Il y a un côté rassurant dans cette attitude.  Cette dernière me permet de me dire que finalement, je ne suis pas si mal que cela.  Mais mieux encore, le confession des péchés et des fautes des autres me permet également de ne pas devoir me dévoiler.  Il est tellement plus facile de parler des autres que de parler aux autres.  En effet, tant que je parle de l'autre, je ne me dévoile pas, je me protège. Je passe un bon moment tout en ne permettant à personne de venir vaguer dans les méandres de ma propre pensée. Cette distance me rassure. Je ne crains pas d'être trahi puisque je ne te dis pas qui je suis. Pharisiens, nous le sommes donc parfois. Si nous ne parlons pas des autres aux autres, nous avons encore un autre moyen de nous protéger. Je ne parle toujours pas de qui je suis mais de ce que je fais. Et nous voilà à nouveau dans la peau du pharisien : " je jeûne deux fois par semaine et je verse le dixième de tout ce que je gagne ". Par cette manière de communiquer, j'acquiers une certaine valeur à mes propres yeux et à ceux à qui je m'adresse. M'enfermer dans la spirale du " faire " me conduira peut-être à être admiré. N'oublions jamais que nous sommes admirés pour ce que nous faisons mais aimés pour qui nous sommes. Ne parler que des autres et/ou ne parler uniquement que de ce que nous faisons, sont deux attitudes qui font de nous des gloutons, c’est-à-dire des êtres humains tellement pleins d’eux-mêmes qu’il n’y a plus de place ni pour les autres ni même pour Dieu.  Par cette attitude pharisienne, l’être humain se suffit à lui-même.  J’irais même jusqu’à dire que sa suffisance devient son identité.  Il en va autrement du publicain qui susurre : " Mon Dieu, prends pitié du pécheur que je suis ". 

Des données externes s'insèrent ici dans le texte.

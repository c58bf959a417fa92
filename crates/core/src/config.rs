//! Application configuration.

use serde::{Deserialize, Serialize};
use crate::estimate::EstimationStyle;

/// Errors raised while validating or editing configuration.
#[derive(Debug, Clone, PartialEq, thiserror::Error)]
pub enum ConfigError {
    /// Unknown configuration key
    #[error("unknown config key '{0}'")]
    UnknownKey(String),

    /// Value could not be parsed or is out of range
    #[error("invalid value for '{key}': {reason}")]
    InvalidValue {
        /// Key being set
        key: String,
        /// Why it was rejected
        reason: String,
    },
}

/// Estimation and reporting settings, persisted as `config.json`.
#[derive(Debug, Clone, PartialEq, Serialize, Deserialize)]
#[serde(default)]
pub struct AppConfig {
    /// Central tendency reported for historical estimates
    pub estimation_style: EstimationStyle,

    /// Minimum samples before history replaces the seed estimate
    pub min_samples: usize,

    /// Relative deviation from the median above which a sample is an anomaly (2.0 = 200%)
    pub anomaly_threshold: f64,

    /// Drop anomalous samples before computing statistics
    pub exclude_anomalies: bool,

    /// Relative seed error still considered accurate during reconciliation
    pub seed_tolerance: f64,

    /// Working hours per day, used when reporting in days
    pub hours_per_day: f64,
}

impl Default for AppConfig {
    fn default() -> Self {
        Self {
            estimation_style: EstimationStyle::Median,
            min_samples: 3,
            anomaly_threshold: 2.0,
            exclude_anomalies: true,
            seed_tolerance: 0.25,
            hours_per_day: 8.0,
        }
    }
}

impl AppConfig {
    /// Keys accepted by [`AppConfig::set`].
    pub const KEYS: [&'static str; 6] = [
        "estimation_style",
        "min_samples",
        "anomaly_threshold",
        "exclude_anomalies",
        "seed_tolerance",
        "hours_per_day",
    ];

    /// Check that every field is within range.
    pub fn validate(&self) -> Result<(), ConfigError> {
        if self.min_samples < 1 {
            return Err(invalid("min_samples", "must be at least 1"));
        }
        if !(self.anomaly_threshold.is_finite() && self.anomaly_threshold > 0.0) {
            return Err(invalid("anomaly_threshold", "must be a positive number"));
        }
        if !(self.seed_tolerance.is_finite() && (0.0..1.0).contains(&self.seed_tolerance)) {
            return Err(invalid("seed_tolerance", "must be in [0, 1)"));
        }
        if !(self.hours_per_day.is_finite() && self.hours_per_day > 0.0) {
            return Err(invalid("hours_per_day", "must be a positive number"));
        }
        Ok(())
    }

    /// Set one key from its string form. The config is left unchanged on error.
    pub fn set(&mut self, key: &str, value: &str) -> Result<(), ConfigError> {
        let mut next = self.clone();
        let value = value.trim();
        match key {
            "estimation_style" => {
                next.estimation_style = value.parse().map_err(|e: String| invalid(key, &e))?;
            }
            "min_samples" => {
                next.min_samples = value
                    .parse()
                    .map_err(|_| invalid(key, "expected a whole number"))?;
            }
            "anomaly_threshold" => next.anomaly_threshold = parse_f64(key, value)?,
            "exclude_anomalies" => {
                next.exclude_anomalies = match value.to_lowercase().as_str() {
                    "true" | "yes" | "1" | "on" => true,
                    "false" | "no" | "0" | "off" => false,
                    _ => return Err(invalid(key, "expected true or false")),
                };
            }
            "seed_tolerance" => next.seed_tolerance = parse_f64(key, value)?,
            "hours_per_day" => next.hours_per_day = parse_f64(key, value)?,
            _ => return Err(ConfigError::UnknownKey(key.to_string())),
        }
        next.validate()?;
        *self = next;
        Ok(())
    }

    /// Current value of a key as a string.
    pub fn get(&self, key: &str) -> Result<String, ConfigError> {
        Ok(match key {
            "estimation_style" => self.estimation_style.to_string(),
            "min_samples" => self.min_samples.to_string(),
            "anomaly_threshold" => self.anomaly_threshold.to_string(),
            "exclude_anomalies" => self.exclude_anomalies.to_string(),
            "seed_tolerance" => self.seed_tolerance.to_string(),
            "hours_per_day" => self.hours_per_day.to_string(),
            _ => return Err(ConfigError::UnknownKey(key.to_string())),
        })
    }
}

fn invalid(key: &str, reason: &str) -> ConfigError {
    ConfigError::InvalidValue {
        key: key.to_string(),
        reason: reason.to_string(),
    }
}

fn parse_f64(key: &str, value: &str) -> Result<f64, ConfigError> {
    value.parse().map_err(|_| invalid(key, "expected a number"))
}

Cette fois l’initiative revient à Dieu.  Si le pharisien est glouton de lui-même, le publicain est gourmand de Dieu.  C’est-à-dire qu’il laisse d’abord Dieu prier en Lui.  Il lui offre tout l’espace nécessaire pour que Celui-ci puisse faire œuvre de miséricorde et permettre une rencontre en vérité dans la foi.  Il est vrai que même si « Dieu connaît toute chose et est plus grand que notre cœur »,  pour oser lui dire " ce qui je suis ", je dois me sentir en sécurité, en confiance. La relation entre Lui et moi doit être simple, désencombrée de toute crainte. Cela ne peut se vivre que dans une relation d’amour car nous prenons le risque de nous offrir tels que nous sommes.  Dans la prière humble et toute tournée vers ce Dieu qui prie en nous, j’accepte que Dieu m’aime tel que je suis et surtout qu’il ne me jugera pas et encore moins qu’il ne me condamnera.  Lorsque je prends la posture du publicain, je prends conscience qu’à Dieu, je peux tout dire, qu’en Dieu, je peux tout déposer, je peux tout partager et je vis avec ce sentiment profond qu'il m'entend et qu'il m'aime. Nous avons donc une chance, un privilège unique sur cette terre : celui de croire avec force qu'en nous Dieu vit à chaque instant, à tout moment. Il est là présent et chaque fois que nous en ressentons le besoin, nous pouvons nous tourner vers lui, lui partager ce que nous sommes, ce que nous ressentons. Avec lui, je peux m'avouer mes contradictions, mes paradoxes. Il m'accueille et m'accepte tel que je suis. Dieu est amour et confiance. Ne passons pas à côté d'une telle aubaine : vivons en Dieu de cette vérité qui nous façonne et éclaire l'être que nous sommes. Vis-à-vis de Lui, deux attitudes sont donc possibles nous dit l’évangile de jour.  Glouton de nous-mêmes ou gourmand de Dieu.  A chacune et chacun de choisir sa relation avec l’Eternel. Sans jamais oublier que l’une conduit à la suffisance et l’autre à l’Amour.  Amen.